Since predictive differentiation of photoallergenic from phototoxic reactions, induced by low molecular weight compounds, represents a current problem, we tried to improve the differentiation between the two reactions by using a modified protocol of the local lymph node assay (LLNA). Briefly, groups of female BALB/c mice received compound solution or vehicle alone on the dorsum of both ears on 3 consecutive days. Immediately after compound application indicated groups of mice were exposed to a UVA light-dose of 10 J/cm2. Auricular lymph nodes draining the ear tissue were excised 24 h following the last exposure. Evaluation consisted of assessing lymph node weights and cell counts to monitor organ hyperplasia and in vivo-proliferative events following substance application.

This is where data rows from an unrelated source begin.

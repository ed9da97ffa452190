use anyhow::{Context, Result};
use serde::{Deserialize, Serialize};
use std::fs;
use std::path::{Path, PathBuf};

use crate::paths;

/// Environment variable holding the API credential.
pub const API_KEY_ENV: &str = "SARVAM_API_KEY";

/// Default number of trailing turns sent with each completion request.
pub const DEFAULT_MAX_HISTORY: usize = 5;

/// Default chat-completions endpoint.
pub const DEFAULT_CHAT_URL: &str = "https://api.sarvam.ai/v1/chat/completions";

/// Default translation endpoint.
pub const DEFAULT_TRANSLATE_URL: &str = "https://api.sarvam.ai/translate";

/// Settings in the `[samvad]` section of config.toml.
#[derive(Debug, Clone, Default, Serialize, Deserialize)]
pub struct SamvadConfig {
    /// API credential stored directly in config (the environment variable is
    /// preferred).
    pub api_key: Option<String>,
    /// Default history window size.
    pub max_history: Option<usize>,
    /// Chat-completions endpoint override.
    pub chat_url: Option<String>,
    /// Translation endpoint override.
    pub translate_url: Option<String>,
}

/// The complete configuration file structure.
///
/// Corresponds to `~/.config/samvad/config.toml`.
#[derive(Debug, Clone, Default, Serialize, Deserialize)]
pub struct ConfigFile {
    /// Default settings.
    #[serde(default)]
    pub samvad: SamvadConfig,
}

/// Loads the optional configuration file.
pub struct ConfigManager {
    config_path: PathBuf,
}

impl ConfigManager {
    pub fn new() -> Self {
        Self {
            config_path: paths::config_dir().join("config.toml"),
        }
    }

    pub fn path(&self) -> &Path {
        &self.config_path
    }

    /// Reads the config file, or defaults when it does not exist.
    ///
    /// # Errors
    ///
    /// Returns an error if the file exists but cannot be read or parsed.
    pub fn load(&self) -> Result<ConfigFile> {
        if !self.config_path.exists() {
            return Ok(ConfigFile::default());
        }

        let contents = fs::read_to_string(&self.config_path)
            .with_context(|| format!("Failed to read config file: {}", self.config_path.display()))?;

        toml::from_str(&contents)
            .with_context(|| format!("Failed to parse config file: {}", self.config_path.display()))
    }
}

impl Default for ConfigManager {
    fn default() -> Self {
        Self::new()
    }
}

/// Options for resolving configuration.
///
/// Contains CLI overrides that take precedence over the environment and the
/// config file.
#[derive(Debug, Clone, Default)]
pub struct ResolveOptions {
    /// API credential override.
    pub api_key: Option<String>,
    /// History window size override.
    pub max_history: Option<usize>,
}

/// Resolved configuration after merging CLI arguments, environment and the
/// config file.
#[derive(Debug, Clone)]
pub struct ResolvedConfig {
    /// The API credential sent as a bearer token.
    pub api_key: String,
    /// Number of trailing turns sent with each completion request.
    pub max_history: usize,
    /// The chat-completions endpoint URL.
    pub chat_url: String,
    /// The translation endpoint URL.
    pub translate_url: String,
}

/// Resolves configuration by merging CLI options with the environment and
/// config file settings.
///
/// Priority order (highest to lowest): CLI option, `SARVAM_API_KEY`
/// environment variable (credential only), config file, built-in default.
///
/// # Errors
///
/// Returns an error if no API credential is found anywhere.
pub fn resolve_config(options: &ResolveOptions, config_file: &ConfigFile) -> Result<ResolvedConfig> {
    let api_key = options
        .api_key
        .clone()
        .or_else(|| std::env::var(API_KEY_ENV).ok().filter(|key| !key.is_empty()))
        .or_else(|| config_file.samvad.api_key.clone())
        .ok_or_else(|| {
            anyhow::anyhow!(
                "Missing required configuration: API key\n\n\
                 Please provide it via:\n  \
                 - CLI option: samvad --api-key <key>\n  \
                 - Environment: export {API_KEY_ENV}=\"your-api-key\"\n  \
                 - Config file: ~/.config/samvad/config.toml"
            )
        })?;

    let max_history = options
        .max_history
        .or(config_file.samvad.max_history)
        .unwrap_or(DEFAULT_MAX_HISTORY)
        .max(1);

    let chat_url = config_file
        .samvad
        .chat_url
        .clone()
        .unwrap_or_else(|| DEFAULT_CHAT_URL.to_string());

    let translate_url = config_file
        .samvad
        .translate_url
        .clone()
        .unwrap_or_else(|| DEFAULT_TRANSLATE_URL.to_string());

    Ok(ResolvedConfig {
        api_key,
        max_history,
        chat_url,
        translate_url,
    })
}

#[cfg(test)]
#[allow(clippy::unwrap_used)]
mod tests {
    use super::*;

    #[test]
    fn test_config_file_parses_empty_document() {
        let config: ConfigFile = toml::from_str("").unwrap();
        assert!(config.samvad.api_key.is_none());
        assert!(config.samvad.max_history.is_none());
    }

    #[test]
    fn test_config_file_parses_full_document() {
        let config: ConfigFile = toml::from_str(
            r#"
            [samvad]
            api_key = "file-key"
            max_history = 7
            chat_url = "http://localhost:8000/v1/chat/completions"
            translate_url = "http://localhost:8000/translate"
            "#,
        )
        .unwrap();

        assert_eq!(config.samvad.api_key.as_deref(), Some("file-key"));
        assert_eq!(config.samvad.max_history, Some(7));
    }

    #[test]
    fn test_config_file_rejects_malformed_toml() {
        let result: Result<ConfigFile, _> = toml::from_str("[samvad\napi_key = ");
        assert!(result.is_err());
    }

    #[test]
    fn test_max_history_resolves_to_at_least_one() {
        let mut file = ConfigFile::default();
        file.samvad.max_history = Some(0);

        let options = ResolveOptions {
            api_key: Some("key".to_string()),
            max_history: None,
        };

        let resolved = resolve_config(&options, &file).unwrap();
        assert_eq!(resolved.max_history, 1);
    }

    #[test]
    fn test_endpoints_default_when_unset() {
        let options = ResolveOptions {
            api_key: Some("key".to_string()),
            max_history: None,
        };

        let resolved = resolve_config(&options, &ConfigFile::default()).unwrap();
        assert_eq!(resolved.chat_url, DEFAULT_CHAT_URL);
        assert_eq!(resolved.translate_url, DEFAULT_TRANSLATE_URL);
        assert_eq!(resolved.max_history, DEFAULT_MAX_HISTORY);
    }
}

Furthermore, we analysed cytokine gene transcription in freshly prepared lymph node cells (LNC) and the cytokine release in vitro by restimulated CD4+ T-cells and antigen presenting cells (APC), both purified from the skin-draining lymph nodes. Both contact (photo) allergenic (oxazolone and tetrachlorosalicylanilide) and phototoxic substances (8-methoxypsoralen and acridine) caused a dose dependent increase in lymph node weights and cell counts pointing to an inflammatory process in the lymph nodes. Analysis of cytokine gene transcription ex vivo and cytokine release in vitro revealed that during the induction phase of contact (photo) allergy CD4+ T-cells produced IL-2 and IFN-gamma as well as IL-4 and IL-10, whereas IL-6 was derived from APC. In contrast, phototoxic reactions caused only an upregulation of IL-2 and IFN-gamma. Furthermore, we demonstrate that the release of IL-4 and IL-10 by CD4+ T-cells was clearly increased, whereas IL-6 and IFN-gamma expression was reduced or not changed following a challenge with contact (photo) allergens revealing an allergy-indicative shift in cytokine expression. In conclusion, our results show that contact photoallergenic reactions could be differentiated from phototoxic events by analysis of LNC cytokine expression patterns.